Friday, October 10, 2008

Don't Vote

So saith this fellow:
Don't vote. People will try to guilt you into it, but stay strong and resist. I'm talking to all of you who don't feel strongly about either presidential candidate, not just those 80 undecided idiots seated at Tuesday's town hall-style debate.

...Voting is not an act of charity. It doesn't help anyone else. It's an entirely selfish act of expressing your opinion and asking for policies you want. If your mere opinion added to our nation's well-being, it would be patriotic to take telemarketing calls. And I'd read the e-mails you send me.

...Organizations that try to increase voter turnout -- Rock the Vote, HeadCount, the New Voters Project, the League of Women Voters and the Dorky Self-Important Guy Whose Office Is Near Yours -- will try to guilt you into casting a ballot. Most will use the scare technique of telling you that if you don't vote, you will forfeit your right to complain, which, if there had just been some Jews at the Constitutional Convention, would have been ensured by an 11th Amendment.

...Such campaigns to increase voter registration all seem disingenuous because they are. There's a reason all the organizations trying to increase the number of voters are full of liberals. It's because poor people, minorities, the undereducated and the young are the least likely to register; the higher the turnout among those groups, the better the Democrats do. The reason no one is trying to "Country Music the Vote" is because George Strait fans already vote. We don't "Rap the Vote" because the only words that rhyme with "vote" are the Democratic-unfriendly "Swift boat," "zygote" and "sports coat."
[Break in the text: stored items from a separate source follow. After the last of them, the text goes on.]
//! `<link rel="preload">` hints for configured stylesheets and URLs.

use std::fmt::Write;

use crate::host::Request;
use crate::utils::html::escape_attr;
use crate::utils::mime;

/// Preload destination (`as` attribute) of a URL.
#[derive(Debug, Clone, Copy, PartialEq, Eq)]
pub struct PreloadType {
    pub as_: &'static str,
    /// Explicit MIME type (WOFF fonts only).
    pub mime: Option<&'static str>,
    pub crossorigin: bool,
}

impl PreloadType {
    const fn new(as_: &'static str) -> Self {
        Self {
            as_,
            mime: None,
            crossorigin: false,
        }
    }

    /// Infer the destination from the URL's extension.
    pub fn infer(url: &str) -> Self {
        let Some(ext) = mime::extension(url) else {
            return Self::new("fetch");
        };
        match ext.as_str() {
            "woff" | "woff2" | "ttf" | "otf" | "eot" => Self {
                as_: "font",
                mime: mime::font_type(&ext),
                crossorigin: true,
            },
            "css" => Self::new("style"),
            "js" => Self::new("script"),
            "jpg" | "jpeg" | "png" | "gif" | "svg" | "webp" => Self::new("image"),
            _ => Self::new("fetch"),
        }
    }
}

/// Preload every configured stylesheet handle that is registered.
pub fn preload_stylesheets(req: &Request<'_>, out: &mut String) {
    let Some(lists) = req.settings.preload.get() else {
        return;
    };
    for handle in &lists.css_handles {
        let Some(asset) = req.registry.styles.get(handle) else {
            continue;
        };
        if asset.src.is_empty() {
            continue;
        }
        let href = req.site.asset_src(asset);
        let _ = writeln!(
            out,
            r#"<link rel="preload" href="{}" as="style" />"#,
            escape_attr(&href)
        );
    }
}

/// Preload every configured custom URL.
pub fn preload_custom_urls(req: &Request<'_>, out: &mut String) {
    let Some(lists) = req.settings.preload.get() else {
        return;
    };
    for raw in &lists.custom_urls {
        let url = req.site.resolve(raw);
        let kind = PreloadType::infer(&url);

        let _ = write!(
            out,
            r#"<link rel="preload" href="{}" as="{}""#,
            escape_attr(&url),
            kind.as_
        );
        if let Some(mime) = kind.mime {
            let _ = write!(out, r#" type="{mime}""#);
        }
        if kind.crossorigin {
            out.push_str(" crossorigin");
        }
        out.push_str(">\n");
    }
}
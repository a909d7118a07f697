//! Type-safe config field path.

use owo_colors::OwoColorize;
use std::fmt;

/// A config field path such as `cache.ttl`.
///
/// Each section exposes its paths through a `FIELDS` constant so
/// diagnostics never spell a key by hand:
///
/// ```ignore
/// diag.error(CacheConfig::FIELDS.ttl, "must be greater than 0");
/// ```
#[derive(Debug, Clone, Copy, PartialEq, Eq)]
pub struct FieldPath(pub &'static str);

impl FieldPath {
    #[inline]
    pub const fn new(path: &'static str) -> Self {
        Self(path)
    }

    #[inline]
    pub const fn as_str(&self) -> &'static str {
        self.0
    }
}

impl fmt::Display for FieldPath {
    fn fmt(&self, f: &mut fmt::Formatter<'_>) -> fmt::Result {
        write!(f, "{}", format_args!("`{}`", self.0).bright_blue())
    }
}

impl AsRef<str> for FieldPath {
    fn as_ref(&self) -> &str {
        self.0
    }
}
//! Configuration utility functions.

use std::path::{Path, PathBuf};

/// Find config file by searching upward from current directory
///
/// Starts from cwd and walks up parent directories until finding `config_name`
/// Returns the absolute path to the config file if found
///
/// # Example
/// ```text
/// /srv/site/public/assets/   ← cwd
/// /srv/site/critpath.toml    ← found!
/// ```
pub fn find_config_file(config_name: &Path) -> Option<PathBuf> {
    let cwd = std::env::current_dir().ok()?;
    find_config_file_from(&cwd, config_name)
}

fn find_config_file_from(start: &Path, config_name: &Path) -> Option<PathBuf> {
    if config_name.is_absolute() {
        return config_name.exists().then(|| config_name.to_path_buf());
    }

    let mut current = start;
    loop {
        let candidate = current.join(config_name);
        if candidate.exists() {
            return Some(candidate);
        }

        match current.parent() {
            Some(parent) => current = parent,
            None => return None,
        }
    }
}

/// Expand `~` and anchor a relative path at `root`.
///
/// # Examples
/// ```ignore
/// expand_path("~/opts.json", root)   -> "/home/alice/opts.json"
/// expand_path("data/opts.json", "/srv/site") -> "/srv/site/data/opts.json"
/// ```
pub fn expand_path(path: &Path, root: &Path) -> PathBuf {
    let expanded = match path.to_str() {
        Some(s) => PathBuf::from(shellexpand::tilde(s).into_owned()),
        None => path.to_path_buf(),
    };
    if expanded.is_relative() {
        root.join(expanded)
    } else {
        expanded
    }
}

// ============================================================================
// tests
// ============================================================================
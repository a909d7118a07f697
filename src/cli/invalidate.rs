//! `critpath invalidate`: fire a host lifecycle event.

use anyhow::{Context, Result, bail};

use crate::config::Config;
use crate::debug;
use crate::features;
use crate::hooks::{Event, Shape};
use crate::logger;

/// Events a user may fire by hand. Saving settings fires its own.
const FIREABLE: [Event; 4] = [
    Event::PluginActivated,
    Event::PluginDeactivated,
    Event::ThemeSwitched,
    Event::UpgradeComplete,
];

pub fn invalidate(config: &Config, name: &str) -> Result<()> {
    let event = parse_event(name)?;
    let hooks = features::register_all().context("failed to register hooks")?;
    let transients = super::open_transients(config);
    debug!("cache"; "dir: {}", transients.dir().display());

    hooks.fire(event, &transients);
    logger::done(&format!("fired {event}"));
    Ok(())
}

fn parse_event(name: &str) -> Result<Event> {
    match Event::from_name(name) {
        Some(event) if FIREABLE.contains(&event) => Ok(event),
        Some(event) if event.shape() == Shape::Lifecycle => {
            bail!("`{event}` is fired by `critpath save`")
        }
        _ => {
            let names: Vec<_> = FIREABLE.iter().map(|e| e.name()).collect();
            bail!("unknown event `{name}`, expected one of: {}", names.join(", "))
        }
    }
}

#[cfg(test)]
mod tests {
    use super::*;
    use crate::cache::{FileTransients, Transients};

    #[test]
    fn test_parse_event() {
        assert_eq!(parse_event("theme-switched").unwrap(), Event::ThemeSwitched);
        assert!(parse_event("settings-saved").is_err());
        assert!(parse_event("head").unwrap_err().to_string().contains("unknown event"));
    }

    #[test]
    fn test_invalidate_clears_file_cache() {
        let dir = tempfile::tempdir().unwrap();
        let mut config = Config::default();
        config.cache.dir = dir.path().join("cache");

        let transients = FileTransients::new(&config.cache.dir);
        transients.set("defer_styles_abc", vec!["theme".into()], None);
        transients.set("keep", vec![], None);

        invalidate(&config, "plugin-activated").unwrap();
        assert!(transients.get("defer_styles_abc").is_none());
        assert!(transients.get("keep").is_some());
    }
}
But it's not only the political scheming of Democrats. The entire ruling class wants you to vote for the same reason dictators claim a 100% turnout: Casting a ballot tricks you into believing you have as equal a stake in the power structure as the rich and connected. It's a basic political-science axiom that citizens are less likely to revolt if they feel they determined who gets to look down Arianna Huffington's blouse at political soirees.
Myself, I disagree. A high voter turnout helps guarantee statistical certainty that the recorded winner is the actual preference of the electorate. The likelihood that zealous factions will prevail increases when turnout is too low. High turnout isn't everything, of course, but it does help guarantee the legitimacy of the election - an important necessity for democracy to work.